Una vez elaborado el esquema conceptual, éste se vuelve aprendible y transmisible.
Podemos decir que el ECRO es un modelo. El modelo científico ha sido definido como una simplificación o aproximación de los hechos naturales estudiados, que pr su construcción lógica enriquece la comprensión de esos hechos, es decir, que el modelo es un instrumento que por analogía nos permite la comprensión de ciertas realidades. Es decir, el modelo es un instrumento de aprehensión de la realidad. Tomando un ejemplo dado por Lévy-Strauss en “Antropología Estructural”, las relaciones sociales son la materia prima con la que se construye un modelo destinado a poner de manifiesto aspectos ocultos de esa realidad observada, enriqueciendo la perspectiva.
El ECRO es entonces instrumento de aprehensión del sector de la realidad que ns proponemos estudiar, permite la comprensión de cada hecho particular desde una organización o articulación de conceptos universales.
El aspecto referencial alude al campo, al segmento de realidad sobre el que se piensa y opera, a los conocimientos relacionados con ese campo o hecho concreto a los que nos vamos a referir en la operación.
Un elemento fundamental en nuestro ECRO es el criterio de operatividad. En nuestro esquema conceptual, la operatividad representa lo que, en otros esquemas, el criterio de verdad (adecuación de lo pensado o enunciado cn el objeto).
¿Qué quiere decir esto?
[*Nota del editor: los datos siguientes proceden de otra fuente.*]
//! The operations a front end (CLI, HTTP layer) calls.
//!
//! `App` owns the repository, the codec and the long-lived services and
//! hands out user-scoped operations. User ids come from the caller's auth
//! layer and are only checked for existence here.

use std::path::Path;
use std::sync::Arc;

use chrono::Utc;

use crate::config::Config;
use crate::db::{ArticleStore, InteractionLog, PreferenceStore, Repository, UserStore};
use crate::embedding::{CacheStats, VectorCodec};
use crate::error::{AppError, Result};
use crate::feed::{canonical_url, FeedFetcher, FeedSource};
use crate::ingest::{EmbedOutcome, IngestionPipeline};
use crate::models::{
    ActionKind, Article, DeletionStats, HistoryEntry, Interaction, NewUser, Preference,
    PreferenceUpdate, Recommendation, User, DEFAULT_WEIGHT,
};
use crate::ranking::RankingEngine;
use crate::scheduler::{Scheduler, SchedulerStatus, TriggerOutcome};
use crate::services::{ContentFetcher, ContentSource};

/// Upper bound for every list a caller can request.
pub const MAX_LIMIT: usize = 100;

pub fn clamp_limit(limit: usize) -> usize {
    limit.clamp(1, MAX_LIMIT)
}

pub struct App {
    repository: Arc<Repository>,
    codec: Arc<VectorCodec>,
    pipeline: Arc<IngestionPipeline>,
    ranking: RankingEngine,
    scheduler: Scheduler,
    content: Arc<dyn ContentSource>,
}

impl App {
    pub async fn new(config: &Config) -> Result<Self> {
        if let Some(parent) = Path::new(&config.db_path).parent() {
            if !parent.as_os_str().is_empty() {
                std::fs::create_dir_all(parent)?;
            }
        }
        let repository = Arc::new(Repository::open(&config.db_path).await?);
        let codec = Arc::new(VectorCodec::from_config(&config.embedding)?);
        let fetcher = Arc::new(FeedFetcher::new(config.ingestion.fetch_timeout())?);
        let content = Arc::new(ContentFetcher::new(config.ingestion.fetch_timeout())?);

        tracing::info!(
            "Opened {} with embedding model {}",
            config.db_path,
            codec.model_name()
        );
        Ok(Self::with_components(repository, codec, fetcher, content, config))
    }

    /// Wires an `App` from already-built parts.
    pub fn with_components(
        repository: Arc<Repository>,
        codec: Arc<VectorCodec>,
        fetcher: Arc<dyn FeedSource>,
        content: Arc<dyn ContentSource>,
        config: &Config,
    ) -> Self {
        let pipeline = Arc::new(IngestionPipeline::new(
            repository.clone(),
            codec.clone(),
            fetcher,
            config.sources.clone(),
            config.ingestion.clone(),
        ));
        let ranking = RankingEngine::new(
            repository.clone(),
            repository.clone(),
            repository.clone(),
            codec.clone(),
            config.ranking.clone(),
        );
        let scheduler = Scheduler::new(pipeline.clone(), &config.ingestion);

        Self {
            repository,
            codec,
            pipeline,
            ranking,
            scheduler,
            content,
        }
    }

    pub fn scheduler(&self) -> &Scheduler {
        &self.scheduler
    }

    async fn ensure_user(&self, user_id: i64) -> Result<User> {
        self.repository
            .get_user(user_id)
            .await?
            .ok_or_else(|| AppError::not_found("user", user_id))
    }

    // Recommendations

    pub async fn get_recommendations(
        &self,
        user_id: i64,
        limit: usize,
    ) -> Result<Vec<Recommendation>> {
        self.ensure_user(user_id).await?;
        self.ranking.recommend(user_id, clamp_limit(limit)).await
    }

    /// Newest articles, not personalized.
    pub async fn get_latest_articles(&self, limit: usize) -> Result<Vec<Article>> {
        self.repository.latest(clamp_limit(limit)).await
    }

    /// Newest articles from one source.
    pub async fn get_articles_by_source(&self, source: &str, limit: usize) -> Result<Vec<Article>> {
        let source = source.trim();
        if source.is_empty() {
            return Err(AppError::Validation("source must not be empty".to_string()));
        }
        self.repository.by_source(source, clamp_limit(limit)).await
    }

    /// Articles whose title or description mentions `keyword`, newest first.
    pub async fn search_articles(&self, keyword: &str, limit: usize) -> Result<Vec<Article>> {
        self.repository.search(keyword, clamp_limit(limit)).await
    }

    pub async fn record_interaction(
        &self,
        user_id: i64,
        article_url: &str,
        action: ActionKind,
    ) -> Result<Interaction> {
        self.ensure_user(user_id).await?;
        let url = canonical_url(article_url)?;
        if !self.repository.exists(&url).await? {
            return Err(AppError::not_found("article", url));
        }
        let interaction = self
            .repository
            .append(user_id, &url, action, Utc::now())
            .await?;
        tracing::debug!("User {} {} {}", user_id, action, url);
        Ok(interaction)
    }

    pub async fn reading_history(&self, user_id: i64, limit: usize) -> Result<Vec<HistoryEntry>> {
        self.ensure_user(user_id).await?;
        self.repository.history(user_id, clamp_limit(limit)).await
    }

    // Preferences

    /// Adds a preference and embeds it right away. If embedding fails the
    /// preference is stored without a vector and embedded at ranking time.
    pub async fn add_preference(
        &self,
        user_id: i64,
        description: &str,
        weight: Option<f32>,
    ) -> Result<Preference> {
        let description = Preference::validate_description(description)?;
        let weight = Preference::validate_weight(weight.unwrap_or(DEFAULT_WEIGHT))?;
        self.ensure_user(user_id).await?;

        let embedding = self.embed_preference(&description).await?;
        self.repository
            .add_preference(user_id, description, weight, embedding)
            .await
    }

    pub async fn update_preference(
        &self,
        user_id: i64,
        preference_id: i64,
        update: PreferenceUpdate,
    ) -> Result<Preference> {
        let update = PreferenceUpdate {
            description: update
                .description
                .as_deref()
                .map(Preference::validate_description)
                .transpose()?,
            weight: update.weight.map(Preference::validate_weight).transpose()?,
        };

        let mut preference = self
            .repository
            .update_preference(user_id, preference_id, update)
            .await?;

        if preference.embedding.is_none() {
            if let Some(vector) = self.embed_preference(&preference.description).await? {
                let stored = self
                    .repository
                    .set_preference_embedding(
                        user_id,
                        preference_id,
                        &preference.description,
                        vector.clone(),
                    )
                    .await?;
                if stored {
                    preference.embedding = Some(vector);
                }
            }
        }
        Ok(preference)
    }

    pub async fn remove_preference(&self, user_id: i64, preference_id: i64) -> Result<()> {
        self.repository
            .remove_preference(user_id, preference_id)
            .await
    }

    pub async fn list_preferences(&self, user_id: i64) -> Result<Vec<Preference>> {
        self.ensure_user(user_id).await?;
        self.repository.list_preferences(user_id).await
    }

    pub async fn clear_preferences(&self, user_id: i64) -> Result<u64> {
        self.ensure_user(user_id).await?;
        self.repository.clear_preferences(user_id).await
    }

    async fn embed_preference(&self, description: &str) -> Result<Option<Vec<f32>>> {
        match self.codec.embed(description).await {
            Ok(vector) => Ok(Some(vector)),
            Err(e) if e.is_fatal() => Err(e),
            Err(e) => {
                tracing::warn!("Deferring preference embedding: {}", e);
                Ok(None)
            }
        }
    }

    // Users

    pub async fn register_user(
        &self,
        username: &str,
        credential: &str,
        email: Option<&str>,
    ) -> Result<User> {
        self.repository
            .create_user(NewUser {
                username: username.to_string(),
                credential: credential.to_string(),
                email: email.map(str::to_string),
            })
            .await
    }

    pub async fn delete_user(&self, user_id: i64) -> Result<DeletionStats> {
        let stats = self.repository.delete_user(user_id).await?;
        tracing::info!(
            "Deleted user {} with {} preferences and {} interactions",
            user_id,
            stats.preferences,
            stats.interactions
        );
        Ok(stats)
    }

    /// What [`App::delete_user`] would remove, without removing it.
    pub async fn deletion_preview(&self, user_id: i64) -> Result<DeletionStats> {
        self.ensure_user(user_id).await?;
        self.repository.deletion_stats(user_id).await
    }

    pub async fn list_users(&self) -> Result<Vec<User>> {
        self.repository.list_users().await
    }

    pub async fn find_user(&self, username: &str) -> Result<Option<User>> {
        self.repository.find_user(username).await
    }

    // Articles

    /// Full text of an article, fetched from the page on first request.
    pub async fn article_content(&self, article_url: &str) -> Result<Option<String>> {
        let url = canonical_url(article_url)?;
        let article = self
            .repository
            .get(&url)
            .await?
            .ok_or_else(|| AppError::not_found("article", &url))?;

        if let Some(content) = article.content {
            return Ok(Some(content));
        }

        let content = self.content.fetch_content(&url).await?;
        if let Some(text) = &content {
            self.repository.set_content(&url, text.clone()).await?;
        }
        Ok(content)
    }

    pub async fn article_count(&self) -> Result<u64> {
        self.repository.count().await
    }

    pub async fn purge_older_than_days(&self, days: u32) -> Result<u64> {
        let cutoff = Utc::now() - chrono::Duration::days(i64::from(days));
        let purged = self.repository.purge_older_than(cutoff).await?;
        tracing::info!("Purged {} articles older than {} days", purged, days);
        Ok(purged)
    }

    // Ingestion

    pub async fn trigger_ingestion(&self) -> Result<TriggerOutcome> {
        self.scheduler.trigger().await
    }

    pub async fn backfill(&self, limit: usize) -> Result<EmbedOutcome> {
        self.pipeline.backfill(limit).await
    }

    pub fn scheduler_status(&self) -> SchedulerStatus {
        self.scheduler.status()
    }

    pub fn cache_stats(&self) -> CacheStats {
        self.codec.stats()
    }
}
So con nuestro ECRO enfrentamos una sitiuación social concreta, no nos interesa sólo que la interpretación sea exacta, sino fundamentalmente nos interesa laadecuación en términos de operación. Es decir, la posibilidad de promover una modificación creativa o adaptativa según un criterio de adaptación activa a la realidad. La Enfermería debe ser direccional y significativa en el sentido de orientarse hacie al cambio.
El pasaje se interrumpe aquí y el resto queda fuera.